A (Subtle?) Difference in Regular Expressions Between Java and Perl

I wrote a bunch of Perl code before Java finally got decent regular expressions. (I wrote lots of C++ before that but C++ didn’t have built in regular expressions either).

For some reason, on a number of occasions my Java regular expressions never worked right and I never fully realized why.

David has an interesting post pointing out how in Java regex’s – Carriage Return is not included in .* by default.

However, when I saw his example, I finally understood my confusion.
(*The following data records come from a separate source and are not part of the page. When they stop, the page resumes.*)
//! Component base and lifecycle.
//!
//! A component is a [`ComponentCore`] (props, state, named children, the
//! pending state queue) paired with a [`Behavior`], the set of lifecycle
//! hooks supplied by the application. The pair lives behind a shared
//! [`ComponentHandle`]; event callbacks created during render capture the
//! handle and feed state updates back through it.
//!
//! # Draw cycle
//!
//! The first `draw()` runs the mount sequence (`will_mount`, `render`,
//! `did_mount`). Every later `draw()` folds the queued state updates over
//! the current state, runs `will_update` with the pre-fold and folded
//! states, commits, renders, and runs `did_update`. State updates queued
//! through [`set_state`](ComponentHandle::set_state) never render
//! synchronously; they publish on the bus and the scheduler batches them.
//!
//! # Example
//!
//! ```
//! use lumen_ui::component::{Behavior, ComponentHandle, RenderCtx, StateUpdate};
//! use lumen_ui::events::EventBus;
//! use lumen_ui::state_map;
//! use lumen_ui::vdom::{VElement, VNode};
//!
//! struct Counter;
//!
//! impl Behavior for Counter {
//!     fn initial_state(&self, _props: &lumen_ui::types::StateMap) -> lumen_ui::types::StateMap {
//!         state_map! { "count" => 0 }
//!     }
//!
//!     fn render(&self, ctx: &RenderCtx<'_>) -> VNode {
//!         let count = ctx.state_value("count").cloned().unwrap();
//!         VElement::new("div")
//!             .on("click", ctx.handler(|handle, _event| {
//!                 handle.set_state(StateUpdate::new(|state| {
//!                     let count = state["count"].as_int().unwrap_or(0);
//!                     state_map! { "count" => count + 1 }
//!                 }));
//!             }))
//!             .child(count)
//!             .into()
//!     }
//! }
//!
//! let counter = ComponentHandle::new(Counter, state_map! {}, EventBus::new());
//! let tree = counter.draw();
//! assert!(tree.as_element().is_some());
//! ```

use std::cell::RefCell;
use std::mem;
use std::rc::{Rc, Weak};

use indexmap::IndexMap;

use crate::events::{EventBus, STATE_CHANGE};
use crate::types::{Callback, NodeEvent, StateMap, Value, merge};
use crate::vdom::VNode;

// =============================================================================
// State Updates
// =============================================================================

/// A queued state transition: current state in, partial state out.
///
/// The partial result is shallow-merged into the running state when the
/// queue is folded at the next draw.
pub struct StateUpdate(Box<dyn FnOnce(&StateMap) -> StateMap>);

impl StateUpdate {
    /// Queue a function-shaped update.
    pub fn new(f: impl FnOnce(&StateMap) -> StateMap + 'static) -> Self {
        Self(Box::new(f))
    }

    fn apply(self, state: &StateMap) -> StateMap {
        (self.0)(state)
    }
}

impl From<StateMap> for StateUpdate {
    /// An object-shaped update is wrapped at call time into a function
    /// merging the mapping over the state it is given.
    fn from(partial: StateMap) -> Self {
        Self::new(move |state| {
            let mut merged = state.clone();
            merge(&mut merged, partial);
            merged
        })
    }
}

impl std::fmt::Debug for StateUpdate {
    fn fmt(&self, f: &mut std::fmt::Formatter<'_>) -> std::fmt::Result {
        f.write_str("StateUpdate")
    }
}

// =============================================================================
// Behavior
// =============================================================================

/// Lifecycle hooks of a component.
///
/// Everything except `render` defaults to a no-op. `render` must be pure
/// with respect to props and state: it receives them read-only through the
/// [`RenderCtx`] and returns a fresh virtual tree.
pub trait Behavior: 'static {
    /// Props merged under the constructor-supplied props.
    fn default_props(&self) -> StateMap {
        StateMap::new()
    }

    /// State the component starts with, derived from the merged props.
    fn initial_state(&self, _props: &StateMap) -> StateMap {
        StateMap::new()
    }

    /// Mount phase, before the first render. The core gives access to the
    /// bus and lets the hook register child components.
    fn will_mount(&mut self, _core: &mut ComponentCore) {}

    /// Produce the virtual tree for the current props and state.
    fn render(&self, ctx: &RenderCtx<'_>) -> VNode;

    /// Mount phase, after the first render.
    fn did_mount(&mut self) {}

    /// Update phase, before render: pre-fold state and the folded result.
    fn will_update(&mut self, _props: &StateMap, _prev: &StateMap, _next: &StateMap) {}

    /// Update phase, after render, with the committed state.
    fn did_update(&mut self, _props: &StateMap, _state: &StateMap) {}

    /// Unmount phase, when the component is removed from its parent.
    fn will_unmount(&mut self) {}
}

// =============================================================================
// Component Core
// =============================================================================

/// The data half of a component: props, state, named children, and the
/// queue of pending state transitions.
pub struct ComponentCore {
    props: StateMap,
    state: StateMap,
    children: IndexMap<String, ComponentHandle>,
    state_queue: Vec<StateUpdate>,
    events: EventBus,
    has_rendered: bool,
    self_handle: Weak<RefCell<ComponentInner>>,
}

impl ComponentCore {
    /// Current props.
    pub fn props(&self) -> &StateMap {
        &self.props
    }

    /// Current committed state.
    pub fn state(&self) -> &StateMap {
        &self.state
    }

    /// The bus this component publishes state changes on.
    pub fn events(&self) -> &EventBus {
        &self.events
    }

    /// Handle to this component, usable from lifecycle hooks to build
    /// callbacks or hand a reference to children.
    pub fn handle(&self) -> ComponentHandle {
        ComponentHandle {
            inner: self
                .self_handle
                .upgrade()
                .expect("component core outlived its handle"),
        }
    }

    /// Queue a state transition and request a batched re-render.
    pub fn set_state(&mut self, update: impl Into<StateUpdate>) {
        self.state_queue.push(update.into());
        self.events.publish(STATE_CHANGE, None, &[]);
    }

    /// Register a named child component. Empty names are silently dropped
    /// so a heterogeneous collection can be passed without guarding.
    pub fn add_child(&mut self, name: impl Into<String>, child: ComponentHandle) {
        let name = name.into();
        if name.is_empty() {
            return;
        }
        self.children.insert(name, child);
    }

    /// Register every named child in order.
    pub fn add_children(
        &mut self,
        children: impl IntoIterator<Item = (String, ComponentHandle)>,
    ) {
        for (name, child) in children {
            self.add_child(name, child);
        }
    }

    /// Unmount and drop the named child: runs the child's `will_unmount`,
    /// then removes it from the child map. Unknown names are a no-op.
    pub fn remove_child(&mut self, name: &str) {
        if let Some(child) = self.children.shift_remove(name) {
            child.will_unmount();
        }
    }

    /// The named child, if registered.
    pub fn child(&self, name: &str) -> Option<ComponentHandle> {
        self.children.get(name).cloned()
    }
}

struct ComponentInner {
    core: ComponentCore,
    behavior: Box<dyn Behavior>,
}

// =============================================================================
// Render Context
// =============================================================================

/// Read-only view of a component handed to `render`.
pub struct RenderCtx<'a> {
    core: &'a ComponentCore,
}

impl RenderCtx<'_> {
    /// Current props.
    pub fn props(&self) -> &StateMap {
        self.core.props()
    }

    /// Current state.
    pub fn state(&self) -> &StateMap {
        self.core.state()
    }

    /// Single prop value.
    pub fn prop(&self, key: &str) -> Option<&Value> {
        self.core.props.get(key)
    }

    /// Single state value.
    pub fn state_value(&self, key: &str) -> Option<&Value> {
        self.core.state.get(key)
    }

    /// The named child component, for embedding `child.draw()` output.
    pub fn child(&self, name: &str) -> Option<ComponentHandle> {
        self.core.child(name)
    }

    /// Handle to the component being rendered.
    pub fn handle(&self) -> ComponentHandle {
        self.core.handle()
    }

    /// Event callback capturing the component handle.
    pub fn handler(
        &self,
        f: impl Fn(&ComponentHandle, &NodeEvent) + 'static,
    ) -> Callback {
        let handle = self.handle();
        Callback::new(move |event| f(&handle, event))
    }
}

// =============================================================================
// Component Handle
// =============================================================================

/// Shared reference to a live component instance.
///
/// Cloning is cheap; all clones address the same instance. Parents own
/// their children through the core's child map and are responsible for
/// unmounting them.
#[derive(Clone)]
pub struct ComponentHandle {
    inner: Rc<RefCell<ComponentInner>>,
}

impl ComponentHandle {
    /// Construct a component from its behavior, constructor props, and the
    /// bus it publishes state changes on.
    ///
    /// Props are the behavior's defaults shallow-merged under `props`;
    /// state starts as the behavior's initial state.
    pub fn new(behavior: impl Behavior, props: StateMap, events: EventBus) -> Self {
        let mut merged_props = behavior.default_props();
        merge(&mut merged_props, props);
        let state = behavior.initial_state(&merged_props);

        let inner = Rc::new_cyclic(|self_handle| {
            RefCell::new(ComponentInner {
                core: ComponentCore {
                    props: merged_props,
                    state,
                    children: IndexMap::new(),
                    state_queue: Vec::new(),
                    events,
                    has_rendered: false,
                    self_handle: self_handle.clone(),
                },
                behavior: Box::new(behavior),
            })
        });
        Self { inner }
    }

    /// One draw cycle: mount lifecycle on the first call, update lifecycle
    /// afterwards. Returns the fresh virtual tree.
    pub fn draw(&self) -> VNode {
        let mut guard = self.inner.borrow_mut();
        let ComponentInner { core, behavior } = &mut *guard;

        if !core.has_rendered {
            core.has_rendered = true;
            behavior.will_mount(core);
            let tree = behavior.render(&RenderCtx { core: &*core });
            behavior.did_mount();
            return tree;
        }

        // Fold the queue left-to-right over a copy of the current state:
        // each entry sees the state accumulated so far and its partial
        // result is merged back in.
        let mut next = core.state.clone();
        for entry in mem::take(&mut core.state_queue) {
            let partial = entry.apply(&next);
            merge(&mut next, partial);
        }

        behavior.will_update(&core.props, &core.state, &next);
        merge(&mut core.state, next);
        let tree = behavior.render(&RenderCtx { core: &*core });
        behavior.did_update(&core.props, &core.state);
        tree
    }

    /// Queue a state transition and request a batched re-render. Never
    /// renders synchronously.
    pub fn set_state(&self, update: impl Into<StateUpdate>) {
        let events = {
            let mut guard = self.inner.borrow_mut();
            guard.core.state_queue.push(update.into());
            guard.core.events.clone()
        };
        // Published after the borrow is released: a force-priority handler
        // on the same bus may re-enter this component.
        events.publish(STATE_CHANGE, None, &[]);
    }

    /// Request a synchronous-priority re-render regardless of the queue.
    pub fn force_update(&self) {
        let events = self.inner.borrow().core.events.clone();
        events.publish(STATE_CHANGE, None, &[Value::Bool(true)]);
    }

    /// Shallow-merge new props in place: a parent pushing props into a
    /// live child without reconstructing it.
    pub fn update_props(&self, partial: StateMap) {
        merge(&mut self.inner.borrow_mut().core.props, partial);
    }

    /// Register a named child component.
    pub fn add_child(&self, name: impl Into<String>, child: ComponentHandle) {
        self.inner.borrow_mut().core.add_child(name, child);
    }

    /// Register every named child in order.
    pub fn add_children(&self, children: impl IntoIterator<Item = (String, ComponentHandle)>) {
        self.inner.borrow_mut().core.add_children(children);
    }

    /// Unmount and drop the named child.
    pub fn remove_child(&self, name: &str) {
        self.inner.borrow_mut().core.remove_child(name);
    }

    /// The named child, if registered.
    pub fn child(&self, name: &str) -> Option<ComponentHandle> {
        self.inner.borrow().core.child(name)
    }

    /// Snapshot of the current props.
    pub fn props(&self) -> StateMap {
        self.inner.borrow().core.props.clone()
    }

    /// Snapshot of the committed state.
    pub fn state(&self) -> StateMap {
        self.inner.borrow().core.state.clone()
    }

    fn will_unmount(&self) {
        self.inner.borrow_mut().behavior.will_unmount();
    }

    /// Depth-first `will_unmount` over this component and its children.
    /// Used by the scheduler when tearing a mount down.
    pub(crate) fn unmount_cascade(&self) {
        let children: Vec<ComponentHandle> = self
            .inner
            .borrow()
            .core
            .children
            .values()
            .cloned()
            .collect();
        for child in children {
            child.unmount_cascade();
        }
        self.will_unmount();
    }
}

impl std::fmt::Debug for ComponentHandle {
    fn fmt(&self, f: &mut std::fmt::Formatter<'_>) -> std::fmt::Result {
        f.write_str("ComponentHandle")
    }
}

// =============================================================================
// Tests
// =============================================================================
In Perl, a rage means – “Does this pattern exist somewhere in my target string”?

So the following Perl code:

$str = "word in middle of line";
if ($str =~ /middle/) {
print "match"
}



will print “match”



You can force a regex in Perl to mean match from the beginning of the line by putting line markers into your string.



So the code:




$str = "word in middle of line";
if ($str =~ /^middle/) { print "match"}




won’t print out “match”


However, in Java, regex’s have to match against the whole string and you need .* on both ends if you want the Perl behavior. So the code:


String str = "word in middle of line";
System.out.println("First if");
if (str.matches("middle")) {
System.out.println("match");
}
System.out.println("Second if");
if (str.matches(".*middle.*")) {
System.out.println("match");
}



Will print out:


First if
Second if
match